Athanasius has asked for the wisdom of the Perl Monks concerning the following question:

I’ve just today discovered that, inside a regex, $_ takes on the value of the string being matched against:

16:12 >perl -wE "my $string = 'abcde'; $_ = 42; say; $string =~ /(?{ s +ay })/;" 42 abcde 16:12 >perl -v This is perl 5, version 22, subversion 0 (v5.22.0) built for MSWin32-x +64-multi-thread

This brings up two questions. First, is it documented anywhere? It’s not mentioned in the perlvar entry for $ARG.

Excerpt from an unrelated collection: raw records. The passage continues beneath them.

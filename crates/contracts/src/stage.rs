//! Stage identity and per-stage state.

use serde::{Deserialize, Serialize};
use std::fmt;
use std::str::FromStr;

use crate::ContractError;

/// Stable stage identifier.
///
/// The declaration order is the execution order. Display text lives in
/// [`StageId::label`] and is never used as a lookup key.
#[derive(Debug, Clone, Copy, PartialEq, Eq, Hash, PartialOrd, Ord, Serialize, Deserialize)]
#[serde(rename_all = "snake_case")]
pub enum StageId {
    Transcription,
    Diarization,
    Summarization,
    AssetGeneration,
    Assembly,
}

impl StageId {
    /// All stages in execution order
    pub const ALL: [StageId; 5] = [
        StageId::Transcription,
        StageId::Diarization,
        StageId::Summarization,
        StageId::AssetGeneration,
        StageId::Assembly,
    ];

    /// Position in the execution order
    pub fn index(self) -> usize {
        match self {
            StageId::Transcription => 0,
            StageId::Diarization => 1,
            StageId::Summarization => 2,
            StageId::AssetGeneration => 3,
            StageId::Assembly => 4,
        }
    }

    /// Stage at a given position, if any
    pub fn from_index(index: usize) -> Option<Self> {
        Self::ALL.get(index).copied()
    }

    /// Machine key used in configuration files and metrics labels
    pub fn key(self) -> &'static str {
        match self {
            StageId::Transcription => "transcription",
            StageId::Diarization => "diarization",
            StageId::Summarization => "summarization",
            StageId::AssetGeneration => "asset_generation",
            StageId::Assembly => "assembly",
        }
    }

    /// Human-readable label
    pub fn label(self) -> &'static str {
        match self {
            StageId::Transcription => "Transcription",
            StageId::Diarization => "Speaker Diarization",
            StageId::Summarization => "Summarization",
            StageId::AssetGeneration => "Asset Generation",
            StageId::Assembly => "Final Assembly",
        }
    }

    /// The stage that runs after this one
    pub fn next(self) -> Option<Self> {
        Self::from_index(self.index() + 1)
    }
}

impl fmt::Display for StageId {
    fn fmt(&self, f: &mut fmt::Formatter<'_>) -> fmt::Result {
        f.write_str(self.label())
    }
}

impl FromStr for StageId {
    type Err = ContractError;

    fn from_str(s: &str) -> Result<Self, Self::Err> {
        Self::ALL
            .into_iter()
            .find(|stage| stage.key() == s)
            .ok_or_else(|| {
                ContractError::config_validation(
                    "stage",
                    format!(
                        "unknown stage '{s}', expected one of: {}",
                        Self::ALL.map(StageId::key).join(", ")
                    ),
                )
            })
    }
}

/// Per-stage lifecycle status
#[derive(Debug, Clone, Copy, PartialEq, Eq, Default, Serialize, Deserialize)]
#[serde(rename_all = "snake_case")]
pub enum StageStatus {
    #[default]
    Pending,
    Running,
    Completed,
    Failed,
}

impl StageStatus {
    /// Completed or Failed
    pub fn is_terminal(self) -> bool {
        matches!(self, StageStatus::Completed | StageStatus::Failed)
    }
}

/// Mutable record for one stage of a run
#[derive(Debug, Clone, PartialEq, Serialize, Deserialize)]
pub struct StageState {
    /// Which stage this record tracks
    pub id: StageId,

    /// Lifecycle status
    pub status: StageStatus,

    /// Progress in `[0, 100]`; 100 is reserved for `Completed`
    pub progress: f64,

    /// Optional human-readable detail ("Processing...", failure reason)
    #[serde(default, skip_serializing_if = "Option::is_none")]
    pub detail: Option<String>,
}

impl StageState {
    /// Fresh pending record
    pub fn pending(id: StageId) -> Self {
        Self {
            id,
            status: StageStatus::Pending,
            progress: 0.0,
            detail: None,
        }
    }
}
//! StageTool trait - external stage collaborator abstraction
//!
//! Defines the contract between the orchestrator and whatever performs a
//! stage's real work (transcription engine, diarization model, LLM service,
//! asset generator, assembly utility).

use std::collections::BTreeMap;
use std::fmt;
use std::future::Future;
use std::pin::Pin;
use std::sync::Arc;

use serde_json::Value;
use tokio::sync::mpsc;
use tokio_util::sync::CancellationToken;

use crate::{ContractError, LogEntry, LogLevel, MediaInput, PipelineConfig, StageId};

/// Boxed future used by the object-safe tool wrapper
pub type BoxFuture<'a, T> = Pin<Box<dyn Future<Output = T> + Send + 'a>>;

/// Everything a tool receives for one invocation
#[derive(Debug, Clone)]
pub struct StageInput {
    /// Run being executed
    pub run_id: u64,

    /// Stage being executed
    pub stage: StageId,

    /// Media the run was started with
    pub media: MediaInput,

    /// Payload produced by the previous stage, if any
    pub previous: Option<Value>,

    /// Opaque configuration bundle, passed through unmodified
    pub config: Arc<PipelineConfig>,
}

/// Successful tool result
#[derive(Debug, Clone, Default, PartialEq)]
pub struct StageOutput {
    /// Payload handed to the next stage
    pub payload: Option<Value>,
}

impl StageOutput {
    /// Success without payload
    pub fn empty() -> Self {
        Self::default()
    }

    /// Success carrying a payload for the next stage
    pub fn with_payload(payload: Value) -> Self {
        Self {
            payload: Some(payload),
        }
    }
}

/// Message sent from a running tool back to the orchestrator
#[derive(Debug, Clone)]
pub enum StageReport {
    Progress {
        progress: f64,
        detail: Option<String>,
    },
    Log(LogEntry),
}

/// Progress sink handed to a tool.
///
/// Also the tool's cancellation checkpoint: once the run is cancelled,
/// [`ProgressReporter::report`] and [`ProgressReporter::checkpoint`] return
/// [`ContractError::Cancelled`], which the tool propagates with `?`.
#[derive(Debug, Clone)]
pub struct ProgressReporter {
    stage: StageId,
    tx: mpsc::UnboundedSender<StageReport>,
    cancel: CancellationToken,
}

impl ProgressReporter {
    pub fn new(
        stage: StageId,
        tx: mpsc::UnboundedSender<StageReport>,
        cancel: CancellationToken,
    ) -> Self {
        Self { stage, tx, cancel }
    }

    /// Create a reporter together with the receiving end
    pub fn channel(
        stage: StageId,
        cancel: CancellationToken,
    ) -> (Self, mpsc::UnboundedReceiver<StageReport>) {
        let (tx, rx) = mpsc::unbounded_channel();
        (Self::new(stage, tx, cancel), rx)
    }

    /// Stage this reporter belongs to
    pub fn stage(&self) -> StageId {
        self.stage
    }

    /// Fail with `Cancelled` if the run has been cancelled
    pub fn checkpoint(&self) -> Result<(), ContractError> {
        if self.cancel.is_cancelled() {
            return Err(ContractError::Cancelled { stage: self.stage });
        }
        Ok(())
    }

    pub fn is_cancelled(&self) -> bool {
        self.cancel.is_cancelled()
    }

    /// Resolves once cancellation is requested
    pub async fn cancelled(&self) {
        self.cancel.cancelled().await
    }

    /// Report progress in `[0, 100)`
    pub fn report(&self, progress: f64) -> Result<(), ContractError> {
        self.send_progress(progress, None)
    }

    /// Report progress with a detail line ("Processing...")
    pub fn report_with_detail(
        &self,
        progress: f64,
        detail: impl Into<String>,
    ) -> Result<(), ContractError> {
        self.send_progress(progress, Some(detail.into()))
    }

    /// Append a line to the run log, tagged with this stage
    pub fn log(&self, level: LogLevel, message: impl Into<String>) {
        let entry = LogEntry::new(level, message).for_stage(self.stage);
        // Receiver gone means the run was reset; nothing left to inform
        let _ = self.tx.send(StageReport::Log(entry));
    }

    fn send_progress(&self, progress: f64, detail: Option<String>) -> Result<(), ContractError> {
        self.checkpoint()?;
        let _ = self.tx.send(StageReport::Progress { progress, detail });
        Ok(())
    }
}

/// Stage tool trait
///
/// All stage adapters implement this trait.
#[trait_variant::make(StageTool: Send)]
pub trait LocalStageTool {
    /// Tool name (used for logging/metrics)
    fn name(&self) -> &str;

    /// Execute the stage.
    ///
    /// Progress must be reported monotonically in `[0, 100)`; the
    /// orchestrator itself marks 100 on success.
    ///
    /// # Errors
    /// Returns the failure with a diagnostic message
    async fn run(
        &self,
        input: StageInput,
        progress: ProgressReporter,
    ) -> Result<StageOutput, ContractError>;
}

/// Object-safe form of [`StageTool`], so heterogeneous tools can share a [`ToolSet`]
pub trait DynStageTool: Send + Sync {
    fn tool_name(&self) -> &str;

    fn run_boxed(
        &self,
        input: StageInput,
        progress: ProgressReporter,
    ) -> BoxFuture<'_, Result<StageOutput, ContractError>>;
}

impl<T: StageTool + Sync> DynStageTool for T {
    fn tool_name(&self) -> &str {
        StageTool::name(self)
    }

    fn run_boxed(
        &self,
        input: StageInput,
        progress: ProgressReporter,
    ) -> BoxFuture<'_, Result<StageOutput, ContractError>> {
        Box::pin(self.run(input, progress))
    }
}

/// One tool per stage
#[derive(Clone, Default)]
pub struct ToolSet {
    tools: BTreeMap<StageId, Arc<dyn DynStageTool>>,
}

impl ToolSet {
    pub fn new() -> Self {
        Self::default()
    }

    /// Builder-style insert
    pub fn with<T>(mut self, stage: StageId, tool: T) -> Self
    where
        T: StageTool + Sync + 'static,
    {
        self.insert(stage, Arc::new(tool));
        self
    }

    /// Register (or replace) the tool for a stage
    pub fn insert(&mut self, stage: StageId, tool: Arc<dyn DynStageTool>) {
        self.tools.insert(stage, tool);
    }

    pub fn get(&self, stage: StageId) -> Option<Arc<dyn DynStageTool>> {
        self.tools.get(&stage).cloned()
    }

    /// Stages without a tool, in execution order
    pub fn missing(&self) -> Vec<StageId> {
        StageId::ALL
            .into_iter()
            .filter(|stage| !self.tools.contains_key(stage))
            .collect()
    }

    /// Error unless every stage has a tool
    pub fn ensure_complete(&self) -> Result<(), ContractError> {
        let missing = self.missing();
        if missing.is_empty() {
            return Ok(());
        }
        Err(ContractError::config_validation(
            "tools",
            format!(
                "no tool registered for: {}",
                missing
                    .iter()
                    .map(|s| s.key())
                    .collect::<Vec<_>>()
                    .join(", ")
            ),
        ))
    }
}

impl fmt::Debug for ToolSet {
    fn fmt(&self, f: &mut fmt::Formatter<'_>) -> fmt::Result {
        f.debug_map()
            .entries(self.tools.iter().map(|(k, v)| (k.key(), v.tool_name())))
            .finish()
    }
}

Second, what is the rationale for this behaviour?

Here’s the background:

Following on from the recent thread Shorthand for /^\s*abc\s*$/ ?, I was experimenting with (??{ }) as an alternative means of parameterizing a regex without using a sub. This works:

use strict; use warnings; my %searches = ( bar => " bar \n\n", bar1 => " bar1 \nw\n", baz => "baz", foo => " foo c \n", foo1 => " foo ", ); my $x; my $regex = qr{ ^ \s* (??{ $x }) \s* $ }x; for (sort keys %searches) { $x = $_; print "$_: ", $searches{$_} =~ $regex ? 'match' : 'no match', "\n" +; }

but the use of $x is clumsy. So I tried $_ instead:

my $regex = qr{ ^ \s* (??{ $_ }) \s* $ }x;

After some debugging using perl -Mre=debug ..., it finally dawned on me that within the regex, $_ no longer contains the current hash key, but has been reset to the current hash value (i.e., the string on the left of the =~) with whitespace removed.1

Which seems strange to me, as well as unnecessary. Is there a situation in which this implicit assignment is actually useful?

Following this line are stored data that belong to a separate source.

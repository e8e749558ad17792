//! Module `scanner` implements a one‑pass, streaming lexer for the Fox language.
//!
//! It transforms source text into a sequence of [`Token`]s, skipping whitespace
//! and comments, and emitting exactly one `EOF` token at the end. Designed as a
//! `FusedIterator`, it can be chained safely with other iterator adapters.
//!
//! # Public API
//!
//! - `Scanner::new(src: &'a str) -> Scanner<'a>`
//!   Create a new lexer over the input text.
//!
//! - `impl Iterator for Scanner<'a>`
//!   Yields `Result<Token, FoxError>` on each `.next()`.  A lexing error does
//!   **not** stop the scanner: the offending character (or unterminated string)
//!   is reported and scanning resumes right after it.
//!
//! - `scan(src, &mut Diagnostics) -> Vec<Token>`
//!   Batch helper used by the pipeline: collects every token and records every
//!   error.
//!
//! # Token Recognition (`scan_token`)
//!
//! - Single‑character tokens: `(`, `)`, `{`, `}`, `,`, `.`, `-`, `+`, `;`, `*`.
//! - Two‑character operators (longest match first): `!=`, `==`, `<=`, `>=`.
//! - String literals: `"` … `"`, allowing multi‑line and reporting unterminated errors.
//! - Numeric literals: integer and optional fractional part, no exponent.
//! - Identifiers/keywords: alphanumeric/_ sequences, resolved via a perfect‑hash `KEYWORDS` map.
//! - Comments: `//` to end of line, skipped in bulk with `memchr`.
//!
//! # Example
//!
//! ```rust
//! use fox::scanner::Scanner;
//!
//! let scanner = Scanner::new("print 123; // example");
//! for result in scanner {
//!     match result {
//!         Ok(token) => println!("{}", token),
//!         Err(err) => eprintln!("{}", err),
//!     }
//! }
//! ```

use crate::error::{Diagnostics, FoxError, Result};
use crate::token::{Token, TokenType};
use log::{debug, info};
use memchr::memchr;
use phf::phf_map;
use std::iter::FusedIterator;

// ─────────────────────────────────────────────────────────────────────────────
// Static keyword map (compile‑time perfect hash)
// ─────────────────────────────────────────────────────────────────────────────

static KEYWORDS: phf::Map<&'static [u8], TokenType> = phf_map! {
    b"and"    => TokenType::AND,
    b"class"  => TokenType::CLASS,
    b"else"   => TokenType::ELSE,
    b"false"  => TokenType::FALSE,
    b"fun"    => TokenType::FUN,
    b"for"    => TokenType::FOR,
    b"if"     => TokenType::IF,
    b"nil"    => TokenType::NIL,
    b"or"     => TokenType::OR,
    b"print"  => TokenType::PRINT,
    b"return" => TokenType::RETURN,
    b"super"  => TokenType::SUPER,
    b"this"   => TokenType::THIS,
    b"true"   => TokenType::TRUE,
    b"var"    => TokenType::VAR,
    b"while"  => TokenType::WHILE,
};

/// A single pass **scanner / lexer** that converts source text into a
/// sequence of [`Token`]s.
pub struct Scanner<'a> {
    src: &'a str,               // entire source text
    bytes: &'a [u8],            // same text, byte view for the hot path
    start: usize,               // index of the *first* byte of the current lexeme
    curr: usize,                // index *one past* the last byte examined
    line: usize,                // 1‑based line counter (\n increments)
    pending: Option<TokenType>, // recognised token kind waiting to be emitted
}

impl<'a> Scanner<'a> {
    /// Create a new lexer over `src`.
    #[inline]
    pub fn new(src: &'a str) -> Self {
        info!("Scanner created over {} bytes", src.len());

        Self {
            src,
            bytes: src.as_bytes(),
            start: 0,
            curr: 0,
            line: 1,
            pending: None,
        }
    }

    // ───────────────────────────── primitive helpers ────────────────────────

    #[inline(always)]
    const fn len(&self) -> usize {
        self.bytes.len()
    }

    #[inline(always)]
    fn is_at_end(&self) -> bool {
        self.curr >= self.len()
    }

    /// Advance one byte and return it.  *Panics* if called at EOF – higher‑level
    /// code always guards with [`Self::is_at_end`].
    #[inline(always)]
    fn advance(&mut self) -> u8 {
        let b = self.bytes[self.curr];
        self.curr += 1;
        b
    }

    /// Peek at the current byte without consuming it.  Returns `0` past EOF.
    #[inline(always)]
    fn peek(&self) -> u8 {
        if self.is_at_end() {
            0
        } else {
            self.bytes[self.curr]
        }
    }

    /// Peek one byte beyond [`Self::peek`].  Safe at EOF.
    #[inline(always)]
    fn peek_next(&self) -> u8 {
        if self.curr + 1 >= self.len() {
            0
        } else {
            self.bytes[self.curr + 1]
        }
    }

    /// Conditionally consume a byte **iff** it matches `expected`.
    #[inline(always)]
    fn match_byte(&mut self, expected: u8) -> bool {
        if !self.is_at_end() && self.peek() == expected {
            self.advance();
            true
        } else {
            false
        }
    }

    /// Current lexeme.  `start` and `curr` always sit on ASCII bytes or on
    /// char boundaries, so slicing cannot split a code point.
    #[inline(always)]
    fn lexeme(&self) -> &'a str {
        &self.src[self.start..self.curr]
    }

    // ───────────────────────────── core lexing ─────────────────────────────

    /// Scan a *single* token starting at `self.curr`.  If the lexeme produces an
    /// actual token the kind is stored in `self.pending`.  Whitespace and
    /// comments are skipped by returning `Ok(())` with `pending = None`.
    fn scan_token(&mut self) -> Result<()> {
        let b = self.advance();

        match b {
            // ── single‑character punctuators ──────────────────────────────
            b'(' => self.pending = Some(TokenType::LEFT_PAREN),
            b')' => self.pending = Some(TokenType::RIGHT_PAREN),
            b'{' => self.pending = Some(TokenType::LEFT_BRACE),
            b'}' => self.pending = Some(TokenType::RIGHT_BRACE),
            b',' => self.pending = Some(TokenType::COMMA),
            b'.' => self.pending = Some(TokenType::DOT),
            b'-' => self.pending = Some(TokenType::MINUS),
            b'+' => self.pending = Some(TokenType::PLUS),
            b';' => self.pending = Some(TokenType::SEMICOLON),
            b'*' => self.pending = Some(TokenType::STAR),

            // ── two‑character operators (!=, ==, <=, >=) ─────────────────
            b'!' => {
                let tt = if self.match_byte(b'=') {
                    TokenType::BANG_EQUAL
                } else {
                    TokenType::BANG
                };

                self.pending = Some(tt);
            }

            b'=' => {
                let tt = if self.match_byte(b'=') {
                    TokenType::EQUAL_EQUAL
                } else {
                    TokenType::EQUAL
                };

                self.pending = Some(tt);
            }

            b'<' => {
                let tt = if self.match_byte(b'=') {
                    TokenType::LESS_EQUAL
                } else {
                    TokenType::LESS
                };

                self.pending = Some(tt);
            }

            b'>' => {
                let tt = if self.match_byte(b'=') {
                    TokenType::GREATER_EQUAL
                } else {
                    TokenType::GREATER
                };

                self.pending = Some(tt);
            }

            // ── whitespace / newline ─────────────────────────────────────
            b' ' | b'\r' | b'\t' => {
                return Ok(());
            }

            b'\n' => {
                self.line += 1;

                return Ok(());
            }

            // ── comments (// … until newline) ────────────────────────────
            b'/' => {
                if self.match_byte(b'/') {
                    // The newline itself is left for the main loop so the
                    // line counter stays right.
                    if let Some(pos) = memchr(b'\n', &self.bytes[self.curr..]) {
                        self.curr += pos;
                    } else {
                        self.curr = self.len();
                    }

                    return Ok(());
                }

                self.pending = Some(TokenType::SLASH);
            }

            b'"' => {
                return self.parse_string();
            }

            b'0'..=b'9' => {
                self.parse_number();
            }

            b'a'..=b'z' | b'A'..=b'Z' | b'_' => {
                self.parse_identifier();
            }

            // ── unexpected character ─────────────────────────────────────
            _ => {
                // Swallow the whole code point so a multi-byte character is
                // reported once.
                let ch = self.src[self.start..].chars().next().unwrap_or('\u{FFFD}');
                self.curr = self.start + ch.len_utf8();

                return Err(FoxError::lex(
                    self.line,
                    format!("Unexpected character: {}", ch),
                ));
            }
        }

        Ok(())
    }

    /// Parse a double‑quoted string literal.
    ///
    /// * `self.start` still points to the opening `"`.
    /// * When we return, `self.curr` points **past** the closing `"`.
    fn parse_string(&mut self) -> Result<()> {
        while !self.is_at_end() && self.peek() != b'"' {
            if self.advance() == b'\n' {
                self.line += 1;
            }
        }

        if self.is_at_end() {
            return Err(FoxError::lex(self.line, "Unterminated string."));
        }

        self.advance(); // closing quote

        let contents: &str = &self.src[self.start + 1..self.curr - 1];

        self.pending = Some(TokenType::STRING(contents.to_owned()));

        Ok(())
    }

    /// Parse a numeric literal (`123`, `3.14`).  Fractions are optional.
    fn parse_number(&mut self) {
        while self.peek().is_ascii_digit() {
            self.advance();
        }

        if self.peek() == b'.' && self.peek_next().is_ascii_digit() {
            self.advance(); // "."

            while self.peek().is_ascii_digit() {
                self.advance();
            }
        }

        // Only digits and one interior '.', parse cannot fail.
        let n: f64 = self.lexeme().parse::<f64>().unwrap_or(0.0);
        self.pending = Some(TokenType::NUMBER(n));
    }

    /// Parse an identifier and decide if it is a **keyword** or a generic
    /// `IDENTIFIER` token.
    fn parse_identifier(&mut self) {
        while {
            let c: u8 = self.peek();
            c.is_ascii_alphanumeric() || c == b'_'
        } {
            self.advance();
        }

        let tt: TokenType = KEYWORDS
            .get(self.lexeme().as_bytes())
            .cloned()
            .unwrap_or(TokenType::IDENTIFIER);

        self.pending = Some(tt);
    }
}

// ───────────────────────── Iterator implementation ─────────────────────────

impl<'a> Iterator for Scanner<'a> {
    type Item = Result<Token>;

    fn next(&mut self) -> Option<Self::Item> {
        while self.curr <= self.len() {
            // Emit exactly one EOF then terminate.
            if self.curr == self.len() {
                self.curr += 1;
                return Some(Ok(Token::new(TokenType::EOF, "", self.line)));
            }

            self.start = self.curr;
            self.pending = None;

            if let Err(e) = self.scan_token() {
                return Some(Err(e));
            }

            if let Some(tt) = self.pending.take() {
                debug!("Scanned token ({:?}) on line {}", tt, self.line);

                return Some(Ok(Token::new(tt, self.lexeme(), self.line)));
            }
            // Whitespace / comment → keep going.
        }

        None
    }
}

impl<'a> FusedIterator for Scanner<'a> {}

/// Scan all of `src`, recording every lexical error in `diagnostics`.
/// The returned vector always ends with the `EOF` token.
pub fn scan(src: &str, diagnostics: &mut Diagnostics) -> Vec<Token> {
    let mut tokens: Vec<Token> = Vec::new();

    for item in Scanner::new(src) {
        match item {
            Ok(token) => tokens.push(token),
            Err(e) => diagnostics.push(e),
        }
    }

    info!("Scanned {} tokens", tokens.len());

    tokens
}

1Update: Sorry, it’s (??{ $_ }) that has whitespace removed, due to the /x modifier.

Thanks,

Athanasius <°(((><contra mundum Iustus alius egestas vitae, eros Piratica,

Replies are listed 'Best First'.
Re: Value of $_ inside a regex
by Discipulus (Canon) on Oct 12, 2015 at 07:53 UTC
    Morning Athanasius and compliments for your discover: dive into Perl seems a neverendig story..

    My little contribution: i searched in perlretut and I read:
    Normally, regexps are a part of Perl expressions. Code evaluation expressions turn that around by allowing arbitrary Perl code to be a part of a regexp. A code evaluation expression is denoted (?{code}), with code a string of Perl statements. Be warned that this feature is considered experimental, and may be changed without notice.
    Maybe this is the right place to include some words about what you observed. But the behaviour is not a concern of $_ but instead a concern of the (?{code}) construct. In the other side, first words about $_ are:
    The default input and pattern-searching space.
    From this point of view the behaviour of $_ is the same i observed in every block of Perl code: id est 'The current thing' or, as we speak latin, the current 'quidquid'. It seems the the current thing inside a regex is the target string, not so bad. This generally speaking; for the key-value question i need to understand it well..

    L*

    There are no rules, there are no thumbs..
    Reinvent the wheel, then learn The Wheel; may be one day you reinvent one of THE WHEELS.
      Aha, so we're talking about a specific construct, the http://perldoc.perl.org/perlre.html#%28?{-code-}%29, which says
      inside a (?{...}) block, $_ refers to the string the regular expression is matching against. You can also use pos() to know what is the current position of matching within this string.
        so that part is documented; good to know.

        L*
        There are no rules, there are no thumbs..
        Reinvent the wheel, then learn The Wheel; may be one day you reinvent one of THE WHEELS.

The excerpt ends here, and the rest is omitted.